Multiple studies state that the prevalence of preventable blindness caused due to cataracts is much higher in women than men. World over, almost two-thirds of people blind from cataracts are women, yet cataract surgical coverage is higher in men. Gender disparity continues to be a persistent issue in various aspects of society, and one area where it is particularly evident is in eye health. Deep-rooted sociocultural norms and practices in India often result in disparities in healthcare access for women.

In many cases, women prioritise the health of their family members over their own, leading to neglect of their well-being, including eye health. Traditional gender roles assign women the primary responsibility of household chores and caregiving. These roles can hinder their ability to prioritise their health and seek medical attention when needed, including eye care. More awareness about eye health, particularly among women in rural areas, is required. Lack of knowledge about preventive measures, symptoms of eye diseases, and available treatment options prevents women from seeking timely care.

In India, women face financial constraints due to lower socioeconomic status and limited employment opportunities.
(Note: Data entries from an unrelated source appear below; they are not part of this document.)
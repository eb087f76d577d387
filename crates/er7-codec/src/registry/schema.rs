//! Schema data handed out by a registry
//!
//! These types carry no behavior of their own. A [`GroupSchema`] describes the
//! ordered children of a message or group, a [`SegmentSchema`] the fields of a
//! segment, and a [`DataTypeSchema`] the components of a data type.

use serde::{Deserialize, Serialize};
use std::fmt;

/// Kind of structure a registry can resolve
#[derive(Debug, Clone, Copy, PartialEq, Eq, Hash, PartialOrd, Ord, Serialize, Deserialize)]
pub enum StructureKind {
    /// Top-level message structure (e.g. `ADT_A01`)
    Message,
    /// Named group inside a message (e.g. `ORU_R01_PATIENT_RESULT`)
    Group,
    /// Segment (e.g. `PID`)
    Segment,
    /// Field data type (e.g. `CE`)
    DataType,
}

impl fmt::Display for StructureKind {
    fn fmt(&self, f: &mut fmt::Formatter<'_>) -> fmt::Result {
        match self {
            Self::Message => write!(f, "message"),
            Self::Group => write!(f, "group"),
            Self::Segment => write!(f, "segment"),
            Self::DataType => write!(f, "data type"),
        }
    }
}

/// Whether a child of a group is a segment or a nested group
#[derive(Debug, Clone, PartialEq, Eq, Serialize, Deserialize)]
pub enum ChildKind {
    /// Segment child; the child name is the segment name
    Segment,
    /// Group child resolved through the registry under `type_name`
    Group {
        /// Registry name of the group type
        type_name: String,
    },
}

/// One child in a message or group definition
#[derive(Debug, Clone, PartialEq, Eq, Serialize, Deserialize)]
pub struct ChildSpec {
    /// Name as it appears in the parent
    pub name: String,
    /// Segment or group
    pub kind: ChildKind,
    /// Whether more than one repetition is allowed
    pub repeating: bool,
    /// Whether at least one repetition is expected
    pub required: bool,
    /// Whether this child is one alternative of a choice
    pub choice: bool,
}

impl ChildSpec {
    /// A required, non-repeating segment child
    pub fn segment(name: impl Into<String>) -> Self {
        Self {
            name: name.into(),
            kind: ChildKind::Segment,
            repeating: false,
            required: true,
            choice: false,
        }
    }

    /// A required, non-repeating group child
    pub fn group(name: impl Into<String>, type_name: impl Into<String>) -> Self {
        Self {
            name: name.into(),
            kind: ChildKind::Group {
                type_name: type_name.into(),
            },
            repeating: false,
            required: true,
            choice: false,
        }
    }

    /// Mark the child as optional
    pub fn optional(mut self) -> Self {
        self.required = false;
        self
    }

    /// Mark the child as repeating
    pub fn repeating(mut self) -> Self {
        self.repeating = true;
        self
    }

    /// Mark the child as one alternative of a choice
    pub fn choice(mut self) -> Self {
        self.choice = true;
        self
    }

    /// Name used for registry lookups
    pub fn type_name(&self) -> &str {
        match &self.kind {
            ChildKind::Segment => &self.name,
            ChildKind::Group { type_name } => type_name,
        }
    }

    /// Whether this child is a segment
    pub fn is_segment(&self) -> bool {
        matches!(self.kind, ChildKind::Segment)
    }
}

/// Ordered children of a message or group
#[derive(Debug, Clone, PartialEq, Eq, Serialize, Deserialize)]
pub struct GroupSchema {
    /// Registry name of the structure
    pub name: String,
    /// Children in grammar order
    pub children: Vec<ChildSpec>,
}

/// Message structures share the group layout
pub type MessageSchema = GroupSchema;

impl GroupSchema {
    /// Create a schema from its children
    pub fn new(name: impl Into<String>, children: Vec<ChildSpec>) -> Self {
        Self {
            name: name.into(),
            children,
        }
    }
}

/// Description of one field position in a segment
#[derive(Debug, Clone, PartialEq, Eq, Serialize, Deserialize)]
pub struct FieldSchema {
    /// Human readable field name
    pub name: String,
    /// Declared data type, `varies` when another field selects it
    pub data_type: String,
    /// Maximum number of repetitions, 0 for unbounded
    pub max_repetitions: usize,
    /// Whether the field is required
    pub required: bool,
    /// 1-based number of the field that names this field's data type
    pub type_selector: Option<usize>,
}

impl FieldSchema {
    /// Create an optional, non-repeating field
    pub fn new(name: impl Into<String>, data_type: impl Into<String>) -> Self {
        Self {
            name: name.into(),
            data_type: data_type.into(),
            max_repetitions: 1,
            required: false,
            type_selector: None,
        }
    }

    /// Mark the field as required
    pub fn required(mut self) -> Self {
        self.required = true;
        self
    }

    /// Set the repetition limit (0 for unbounded)
    pub fn repetitions(mut self, max: usize) -> Self {
        self.max_repetitions = max;
        self
    }

    /// Let field `selector` name the data type of this field
    pub fn varies_by(mut self, selector: usize) -> Self {
        self.data_type = "varies".to_string();
        self.type_selector = Some(selector);
        self
    }
}

/// Field layout of a segment
#[derive(Debug, Clone, PartialEq, Eq, Serialize, Deserialize)]
pub struct SegmentSchema {
    /// Three character segment name
    pub name: String,
    /// Field descriptions, index 0 is field 1
    pub fields: Vec<FieldSchema>,
}

impl SegmentSchema {
    /// Create a schema from its fields
    pub fn new(name: impl Into<String>, fields: Vec<FieldSchema>) -> Self {
        Self {
            name: name.into(),
            fields,
        }
    }

    /// Field description by 1-based number
    pub fn field(&self, number: usize) -> Option<&FieldSchema> {
        number.checked_sub(1).and_then(|i| self.fields.get(i))
    }
}

/// Component layout of a data type
#[derive(Debug, Clone, PartialEq, Eq, Serialize, Deserialize)]
pub struct DataTypeSchema {
    /// Data type name
    pub name: String,
    /// Data type names of the components; empty for primitives
    pub components: Vec<String>,
}

impl DataTypeSchema {
    /// Create a data type from its component type names
    pub fn new(name: impl Into<String>, components: &[&str]) -> Self {
        Self {
            name: name.into(),
            components: components.iter().map(|c| (*c).to_string()).collect(),
        }
    }

    /// Whether the type has no components
    pub fn is_primitive(&self) -> bool {
        self.components.is_empty()
    }
}
//! Built-in structure catalog
//!
//! Covers the acknowledgment, admission, order and result messages that most
//! interfaces exchange, for every version from 2.3 to 2.6. Segment layouts list
//! the leading fields that carry routing and identity data; later fields decode
//! fine without a schema entry, they just have no name or declared type.

use super::{ChildSpec, DataTypeSchema, FieldSchema, GroupSchema, SegmentSchema, StaticRegistry};
use std::sync::{Arc, LazyLock};

/// Versions the catalog registers every structure for
pub const SUPPORTED_VERSIONS: [&str; 6] = ["2.3", "2.3.1", "2.4", "2.5", "2.5.1", "2.6"];

static STANDARD: LazyLock<Arc<StaticRegistry>> = LazyLock::new(|| Arc::new(build()));

/// Shared registry holding the built-in catalog
pub fn standard() -> Arc<StaticRegistry> {
    Arc::clone(&STANDARD)
}

/// Build a fresh registry holding the built-in catalog
///
/// Use this to extend the catalog with site-specific structures.
pub fn build() -> StaticRegistry {
    let mut registry = StaticRegistry::new();
    for version in SUPPORTED_VERSIONS {
        for schema in messages() {
            registry.message(version, schema);
        }
        for schema in groups() {
            registry.group(version, schema);
        }
        for schema in segments() {
            registry.segment(version, schema);
        }
        for schema in data_types() {
            registry.data_type(version, schema);
        }
        for (event, structure) in ALIASES {
            registry.alias(version, event, structure);
        }
    }
    registry
}

/// Event-derived message names that reuse another structure
const ALIASES: [(&str, &str); 10] = [
    ("ADT_A04", "ADT_A01"),
    ("ADT_A08", "ADT_A01"),
    ("ADT_A13", "ADT_A01"),
    ("ADT_A05", "ADT_A01"),
    ("ADT_A14", "ADT_A01"),
    ("ADT_A28", "ADT_A01"),
    ("ADT_A31", "ADT_A01"),
    ("ORU_R30", "ORU_R01"),
    ("ORM_O02", "ORM_O01"),
    ("ACK_A01", "ACK"),
];

fn seg(name: &str) -> ChildSpec {
    ChildSpec::segment(name)
}

fn opt(name: &str) -> ChildSpec {
    ChildSpec::segment(name).optional()
}

fn rep(name: &str) -> ChildSpec {
    ChildSpec::segment(name).optional().repeating()
}

fn messages() -> Vec<GroupSchema> {
    vec![
        GroupSchema::new(
            "ACK",
            vec![seg("MSH"), rep("SFT"), seg("MSA"), rep("ERR")],
        ),
        GroupSchema::new(
            "ADT_A01",
            vec![
                seg("MSH"),
                rep("SFT"),
                seg("EVN"),
                seg("PID"),
                opt("PD1"),
                rep("ROL"),
                rep("NK1"),
                seg("PV1"),
                opt("PV2"),
                rep("ROL"),
                rep("DB1"),
                rep("OBX"),
                rep("AL1"),
                rep("DG1"),
                opt("DRG"),
                ChildSpec::group("PROCEDURE", "ADT_A01_PROCEDURE")
                    .optional()
                    .repeating(),
                rep("GT1"),
                ChildSpec::group("INSURANCE", "ADT_A01_INSURANCE")
                    .optional()
                    .repeating(),
                opt("ACC"),
                opt("UB1"),
                opt("UB2"),
                opt("PDA"),
            ],
        ),
        GroupSchema::new(
            "ORU_R01",
            vec![
                seg("MSH"),
                rep("SFT"),
                ChildSpec::group("PATIENT_RESULT", "ORU_R01_PATIENT_RESULT").repeating(),
                opt("DSC"),
            ],
        ),
        GroupSchema::new(
            "ORM_O01",
            vec![
                seg("MSH"),
                rep("NTE"),
                ChildSpec::group("PATIENT", "ORM_O01_PATIENT").optional(),
                ChildSpec::group("ORDER", "ORM_O01_ORDER").repeating(),
            ],
        ),
    ]
}
//! Delimiters and escape sequences
//!
//! Every ER7 message names its own delimiters in the first two fields of its
//! control segment. [`EncodingCharacters`] holds that set and [`Escape`]
//! converts field text to and from its delimiter-safe form.

mod characters;
mod escape;

pub use characters::{
    CONTROL_SEGMENTS, EncodingCharacters, SEGMENT_DELIMITER, is_control_segment,
};
pub use escape::Escape;
//! Read-only queries over an assembled series.
//!
//! A front end binds these to its own controls: `year_bounds` sizes a range
//! selector and `filter_years` produces the series for the selected range.

use crate::domain::{AssembledSeries, Observation, YearRange};

/// Smallest and largest year present in the series.
pub fn year_bounds(series: &AssembledSeries) -> Option<(i32, i32)> {
    // Observations are date-sorted.
    let first = series.first()?.year();
    let last = series.last()?.year();
    Some((first, last))
}

impl YearRange {
    /// The range covering every observation of `series` (the initial selection).
    pub fn full(series: &AssembledSeries) -> Option<Self> {
        year_bounds(series).map(|(start, end)| Self::new(start, end))
    }
}

/// Observations whose year falls inside `range` (inclusive), in date order.
///
/// A reversed range selects nothing.
pub fn filter_years(series: &AssembledSeries, range: YearRange) -> Vec<Observation> {
    series
        .observations
        .iter()
        .filter(|o| range.contains(o.year()))
        .cloned()
        .collect()
}

#[cfg(test)]
mod tests {
    use chrono::NaiveDate;

    use super::*;
    use crate::domain::{SeriesId, SeriesSpec};

    fn sample() -> AssembledSeries {
        let spec = SeriesSpec::new("LNS14000000", 1948, "Unemployment Rate", "Rate").unwrap();
        let observations = [(2019, 12, 3.6), (2020, 4, 14.8), (2021, 6, 5.9), (2022, 9, 3.5)]
            .into_iter()
            .map(|(y, m, v)| Observation {
                series_id: SeriesId::new("LNS14000000").unwrap(),
                date: NaiveDate::from_ymd_opt(y, m, 1).unwrap(),
                value: v,
                footnotes: None,
            })
            .collect();
        AssembledSeries { spec, observations }
    }

    #[test]
    fn bounds_cover_first_and_last_year() {
        let series = sample();
        assert_eq!(year_bounds(&series), Some((2019, 2022)));
        assert_eq!(YearRange::full(&series), Some(YearRange::new(2019, 2022)));
    }

    #[test]
    fn bounds_of_empty_series_are_none() {
        let mut series = sample();
        series.observations.clear();
        assert_eq!(year_bounds(&series), None);
    }

    #[test]
    fn filter_is_inclusive_on_both_ends() {
        let series = sample();
        let picked = filter_years(&series, YearRange::new(2020, 2021));
        let years: Vec<i32> = picked.iter().map(|o| o.year()).collect();
        assert_eq!(years, vec![2020, 2021]);
        assert_eq!(picked[0].value, 14.8);
    }

    #[test]
    fn full_range_returns_everything_and_reversed_returns_nothing() {
        let series = sample();
        let full = YearRange::full(&series).unwrap();
        assert_eq!(filter_years(&series, full), series.observations);
        assert!(filter_years(&series, YearRange::new(2022, 2019)).is_empty());
    }
}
Women primarily depend on the house’s male members to take them for eye health checkups, especially in cases of older women and pregnant women. Because most men rely on daily wages, it is difficult for them to forgo their salary for the day. The fear of being harassed and insecurities cease the urge to visit centres and distantly located places. Consequently, most women are less likely to seek eye care services or delay treatment until the condition worsens.
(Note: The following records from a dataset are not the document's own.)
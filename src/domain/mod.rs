//! Domain types used throughout the pipeline.
//!
//! This module defines:
//!
//! - series configuration records (`SeriesId`, `SeriesSpec`, `SeriesConfig`)
//! - normalized observations and assembled series (`Observation`, `AssembledSeries`)
//! - request windows and year selections (`Window`, `YearRange`)
//! - range queries for front ends (`query`)

pub mod query;
pub mod types;

pub use query::*;
pub use types::*;
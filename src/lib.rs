//! `bls-series` library crate.
//!
//! Fetches long-span BLS time series in request-sized windows and assembles
//! them into deduplicated, date-sorted series. The binary (`bls`) is a thin
//! wrapper around this library so that:
//!
//! - core logic is testable without spawning processes
//! - a presentation layer can call `SeriesAssembler` and the `domain::query`
//!   functions directly

pub mod app;
pub mod cli;
pub mod config;
pub mod data;
pub mod domain;
pub mod error;
pub mod io;
pub mod logging;
pub mod report;

pub use app::pipeline::{Assembly, AssemblyMode, AssemblyStats, SeriesAssembler};
pub use error::{AppError, SeriesError};
//! Terminal formatting.
//!
//! Formatting lives in one place so output changes stay localized.

use crate::app::pipeline::AssemblyStats;
use crate::domain::{SeriesConfig, Window};
use crate::report::SeriesSummary;

/// Header line plus one block per series.
pub fn format_fetch_report(summaries: &[SeriesSummary], stats: &AssemblyStats, current_year: i32) -> String {
    let mut out = String::new();

    out.push_str("=== bls - BLS time series ===\n");
    out.push_str(&format!(
        "Through: {current_year}  Requests: {}  Rows: {}  Duplicates dropped: {}\n",
        stats.requests, stats.rows_fetched, stats.duplicates_dropped
    ));

    for s in summaries {
        out.push('\n');
        out.push_str(&format_summary(s));
    }

    out
}

/// One series block.
pub fn format_summary(s: &SeriesSummary) -> String {
    let mut out = String::new();
    out.push_str(&format!("{} Over Time [{}]\n", s.title, s.id));
    out.push_str(&format!("  Axis: {}\n", s.axis_label));
    if let Some(r) = s.range {
        out.push_str(&format!("  Years: {}..={}\n", r.start, r.end));
    }
    out.push_str(&format!("  Observations: {}", s.count));
    if s.footnoted > 0 {
        out.push_str(&format!(" ({} footnoted)", s.footnoted));
    }
    out.push('\n');

    match (s.first_date, s.last_date) {
        (Some(first), Some(last)) => {
            out.push_str(&format!("  Dates: {first} .. {last}\n"));
        }
        _ => out.push_str("  Dates: -\n"),
    }
    out.push_str(&format!(
        "  Min: {}  Max: {}  Latest: {}\n",
        fmt_opt(s.min),
        fmt_opt(s.max),
        fmt_opt(s.latest)
    ));
    out
}

/// Boundaries and windows for `bls plan`.
pub fn format_plan(boundaries: &[i32], windows: &[Window]) -> String {
    let mut out = String::new();
    let joined: Vec<String> = boundaries.iter().map(|b| b.to_string()).collect();
    out.push_str(&format!("Boundaries: [{}]\n", joined.join(", ")));
    if windows.is_empty() {
        out.push_str("Windows: none (nothing to fetch)\n");
        return out;
    }
    out.push_str(&format!("Windows: {}\n", windows.len()));
    for w in windows {
        out.push_str(&format!("  {}  ({} years)\n", w, w.span() + 1));
    }
    out
}

/// Table of configured series for `bls series`.
pub fn format_series_list(config: &SeriesConfig) -> String {
    let id_width = config
        .series()
        .iter()
        .map(|s| s.id.as_str().len())
        .max()
        .unwrap_or(2)
        .max(2);

    let mut out = String::new();
    out.push_str(&format!("{:<id_width$}  {:>5}  {}\n", "id", "from", "title"));
    for s in config.series() {
        out.push_str(&format!(
            "{:<id_width$}  {:>5}  {}\n",
            s.id.as_str(),
            s.earliest_year,
            s.title
        ));
    }
    out
}

fn fmt_opt(value: Option<f64>) -> String {
    match value {
        Some(v) if v.is_finite() => format!("{v:.3}"),
        _ => "-".to_string(),
    }
}
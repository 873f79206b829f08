//! Logging initialization.
//!
//! Logs go to stderr so report output on stdout stays pipeable. `RUST_LOG`
//! wins when set; otherwise the verbosity flag picks the level.

use tracing_subscriber::{EnvFilter, fmt, layer::SubscriberExt, util::SubscriberInitExt};

/// Default filter directive for a `-v` count.
pub fn default_directive(verbose: u8) -> &'static str {
    match verbose {
        0 => "warn",
        1 => "info",
        _ => "debug",
    }
}

/// Install the global subscriber. Safe to call more than once; later calls are no-ops.
pub fn init_logging(verbose: u8) {
    let env_filter =
        EnvFilter::try_from_default_env().unwrap_or_else(|_| EnvFilter::new(default_directive(verbose)));

    let _ = tracing_subscriber::registry()
        .with(env_filter)
        .with(fmt::layer().with_target(false).with_writer(std::io::stderr))
        .try_init();
}
//! Export assembled series to CSV or JSON.
//!
//! The exports are meant to be easy to consume in spreadsheets or downstream scripts.

use std::fs::File;
use std::io::Write;
use std::path::Path;

use chrono::NaiveDate;
use serde::Serialize;

use crate::domain::{AssembledSeries, YearRange, filter_years};
use crate::error::{AppError, EXIT_CONFIG};

/// Write every observation as `series_id,date,value,footnotes`.
pub fn write_series_csv(path: &Path, series: &[AssembledSeries], range: Option<YearRange>) -> Result<(), AppError> {
    let file = File::create(path)
        .map_err(|e| AppError::new(EXIT_CONFIG, format!("Failed to create export CSV '{}': {e}", path.display())))?;
    write_csv(file, series, range)
        .map_err(|e| AppError::new(EXIT_CONFIG, format!("Failed to write export CSV '{}': {e}", path.display())))
}

fn write_csv<W: Write>(out: W, series: &[AssembledSeries], range: Option<YearRange>) -> Result<(), csv::Error> {
    let mut writer = csv::Writer::from_writer(out);
    writer.write_record(["series_id", "date", "value", "footnotes"])?;
    for s in series {
        for o in selected(s, range) {
            let (date, value) = (o.date.to_string(), o.value.to_string());
            writer.write_record([
                s.id().as_str(),
                date.as_str(),
                value.as_str(),
                o.footnotes.as_deref().unwrap_or(""),
            ])?;
        }
    }
    writer.flush()?;
    Ok(())
}

fn selected(series: &AssembledSeries, range: Option<YearRange>) -> Vec<crate::domain::Observation> {
    match range {
        Some(r) => filter_years(series, r),
        None => series.observations.clone(),
    }
}

#[derive(Debug, Serialize)]
struct SeriesExport<'a> {
    id: &'a str,
    title: &'a str,
    axis_label: &'a str,
    observations: Vec<PointExport>,
}

#[derive(Debug, Serialize)]
struct PointExport {
    date: NaiveDate,
    value: f64,
    #[serde(skip_serializing_if = "Option::is_none")]
    footnotes: Option<String>,
}

/// Write the series (with their display metadata) as a pretty-printed JSON array.
pub fn write_series_json(path: &Path, series: &[AssembledSeries], range: Option<YearRange>) -> Result<(), AppError> {
    let file = File::create(path)
        .map_err(|e| AppError::new(EXIT_CONFIG, format!("Failed to create export JSON '{}': {e}", path.display())))?;

    serde_json::to_writer_pretty(file, &json_view(series, range))
        .map_err(|e| AppError::new(EXIT_CONFIG, format!("Failed to write export JSON: {e}")))?;

    Ok(())
}

fn json_view(series: &[AssembledSeries], range: Option<YearRange>) -> Vec<SeriesExport<'_>> {
    series
        .iter()
        .map(|s| SeriesExport {
            id: s.id().as_str(),
            title: &s.spec.title,
            axis_label: &s.spec.axis_label,
            observations: selected(s, range)
                .into_iter()
                .map(|o| PointExport {
                    date: o.date,
                    value: o.value,
                    footnotes: o.footnotes,
                })
                .collect(),
        })
        .collect()
}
To address the gender disparities in eye health, one of the crucial steps is raising awareness about eye health through community-based programs, campaigns, and educational initiatives that can empower women to take charge of their eye health. The male members of families must be made the focal point of sensitisation towards the eye health needs of women. The sensitisation programmes must include the relevance of good eye health in women and how it impacts the lives of men, too, if the eye health needs are unmet. These efforts should focus on educating women about common eye diseases, the importance of regular eye check-ups, and available treatment options. Expanding the reach of eye care services, particularly in rural areas, is essential. Initiatives like mobile eye clinics and door-to-door primary eye check-ups can be crucial in reaching remote areas where access to healthcare is limited. Addressing gender disparities in eye health requires a multisectoral approach involving collaboration among healthcare providers, government agencies, non-profit organisations, and community leaders.

By addressing the underlying factors contributing to gender inequality in eye health, India can make significant strides in ensuring equal eye care opportunities for all its citizens, regardless of gender. Ultimately, a society where women have equal access to eye health services will improve well-being and productivity, benefiting individuals and the nation.